True time delays are one of the key elements of wide-band phased-array antennas.
True time delays eliminate the beam squint phenomenon by applying variable phase shifting across the signal spectrum.
Time delay units, or boards, are used in phased-arrays to provide beam steering and phase shifting.
Using true time delays, wideband communication systems provide speedier communication connections.
There is an increasing need for faster, more reliable communication networks, and wideband communication systems are working to fulfill this need. The higher the bandwidth, the faster the communication data rates. However, in wideband communication, it is difficult to transmit and receive signals due to the distribution of signals across a wide spectrum.
Antenna technology has been extensively modified to address over-arching spectrum problems.
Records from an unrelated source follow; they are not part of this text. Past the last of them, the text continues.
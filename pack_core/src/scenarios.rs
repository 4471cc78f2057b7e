//! # Test Scenarios
//!
//! Configuration records for the three mechanical stress scenarios a design
//! can be checked against. Each scenario follows the same pattern as the rest
//! of the crate: a JSON-serializable input struct with a `validate()` method.
//!
//! Route and frequency-band labels are free text at the boundary. Labels the
//! engine does not recognise degrade to a default (Mixed route, widest band)
//! instead of failing.
//!
//! ## Example
//!
//! ```rust
//! use pack_core::scenarios::{DropConfig, TestConfig, TestType, TransportConfig};
//!
//! let tests = vec![
//!     TestConfig::Drop(DropConfig::default()),
//!     TestConfig::Transport(TransportConfig::new(1200, "Primarily Highway")),
//! ];
//! assert_eq!(tests[1].test_type(), TestType::Transport);
//! ```

use std::collections::BTreeSet;
use std::fmt;
use std::str::FromStr;

use serde::{Deserialize, Serialize};

use crate::errors::{SimError, SimResult};
use crate::units::STANDARD_GRAVITY;

// ============================================================================
// Test Type
// ============================================================================

/// The supported scenario kinds.
#[derive(Debug, Clone, Copy, PartialEq, Eq, Hash, PartialOrd, Ord, Serialize, Deserialize)]
#[serde(rename_all = "snake_case")]
pub enum TestType {
    /// Free-fall impact
    Drop,
    /// Random vibration (table test)
    Vibration,
    /// Long-haul road transport
    #[serde(alias = "live_transport")]
    Transport,
}

impl TestType {
    /// All test types in presentation order
    pub const ALL: [TestType; 3] = [TestType::Drop, TestType::Vibration, TestType::Transport];

    /// Machine key ("drop", "vibration", "transport")
    pub fn key(&self) -> &'static str {
        match self {
            TestType::Drop => "drop",
            TestType::Vibration => "vibration",
            TestType::Transport => "transport",
        }
    }

    /// Get display name
    pub fn display_name(&self) -> &'static str {
        match self {
            TestType::Drop => "Drop Test",
            TestType::Vibration => "Vibration Test",
            TestType::Transport => "Transport Simulation",
        }
    }
}

impl fmt::Display for TestType {
    fn fmt(&self, f: &mut fmt::Formatter<'_>) -> fmt::Result {
        f.write_str(self.key())
    }
}

impl FromStr for TestType {
    type Err = SimError;

    fn from_str(s: &str) -> SimResult<Self> {
        match s.trim().to_lowercase().replace([' ', '-'], "_").as_str() {
            "drop" => Ok(TestType::Drop),
            "vibration" => Ok(TestType::Vibration),
            "transport" | "live_transport" => Ok(TestType::Transport),
            _ => Err(SimError::unknown_test_type(s)),
        }
    }
}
Among the list of solutions are phased array antennas, as they are highly efficient, with advantageous characteristics including electronic beamforming, spatial diversity features, and high signal-to-noise-ratio (SNR).
Phase shifters are used for directing the beams in phased-array antennas and are used to improve efficiency in narrowband communication systems. A phenomenon called beam squint limits phase shifter performance in wideband phased-array antennas. True time delays eliminate this beam squint phenomenon by applying variable phase shifting across the signal spectrum, making them a key element of wide-band phased-array antennas.
The Beam Squint Phenomenon
Beam squint is a frequency-dependent distortion of the beam steering angle in phased-array antennas. The use of the same phase shift for all array components in a phased-array antenna creates the beam squint phenomenon, where the difference in phase shift at the low and high end of the spectrum points the beam differently from one end to another. Variable phase-shifting provided by true time delay circuits can reduce beam squint and help to achieve high resolution.
Reducing Beam Squint
Selective beam steering can be introduced with a set of time delay lines. Arranging the time delay lines from shortest to longest provides the necessary steering granularity and required beam steering. By carefully setting the true time delay, it is possible to introduce suitable phase shifting that matches the signal spectrum in phased-array antennas.
If the requirement is to azimuth steer a vertical oblong beampattern in a one-dimensional array antenna, place true time delays between each column of sub-arrays. In two-dimensional array antennas, true time delays can be introduced. For a single steering solution, a fixed time delay line between the elements can be used. The optical method of true time delays is also available for variable phase shifting.
True Time Delay Units
True time delay units, or boards, are used in phased-arrays to provide beam steering and phase shifting. Traditional time delay units were switched delay lines with quantized delays. When placed in the signal paths on array elements or subarrays, these time delay lines introduced specific time delays. However, the switched true time delays generated insertion loss between the reference and true time delay units, and the loss increased with frequency.
Today, true time delays can be achieved in several ways:
Gallium Arsenide (GaAs)
MEMS, CMOS, and GaAs based true time delay units fall under the trombone or active distributed configuration class of time delays. Additionally, monolithic microwave integrated circuit chips (MMICs) are available in the market, which can introduce specific or programmed time delays.
Generally, a time delay unit is a phase shifter with special features used at the subarray level. Its basic function is to provide a specific time delay using a multi-path structure. Compared to phase shifters, a true delay unit is capable of providing many wavelengths of phase shift and the phase shift is frequency dependent. This makes the group delay difference between spectrum ends formed by time delay units to be flat over the required bandwidth. This flattening of the group delay reduces the beam squint and improves the bandwidth.
For more information on phased-array antenna design and simulation, check out this webinar.
True Time Delays for Wideband Phased-Array Antennas
The figure above illustrates a CMOS-based true time delay for wideband phased-array antennas. It consists of a true time delay circuit (TTD), digital step attenuator (ATT) circuit, wideband distributed gain amplifiers (WDGA), and a serial peripheral interface (SPI). Artificial transmission lines, single-pole-double-throw switches (SPDTs), and double-pole-double-throw switches (DPDTs) are used in attenuator and time delay blocks. A wideband gain amplifier with positive gain compensates for the insertion loss in the system. The compact design of the CMOS based true time delay units is low cost and suitable for wideband phased-array antennas.
Beam squinting degrades the transmission and reception of a wideband communication spectrum and is a serious concern when trying to establish faster communication networks. True time delays can reduce beam squinting by providing variable phase shifting, and they are a crucial element in wideband phased-array antennas. Introduce precise time delays using true time delay units in phased-array antennas to improve the system bandwidth and beam steering, enabling faster communication networks.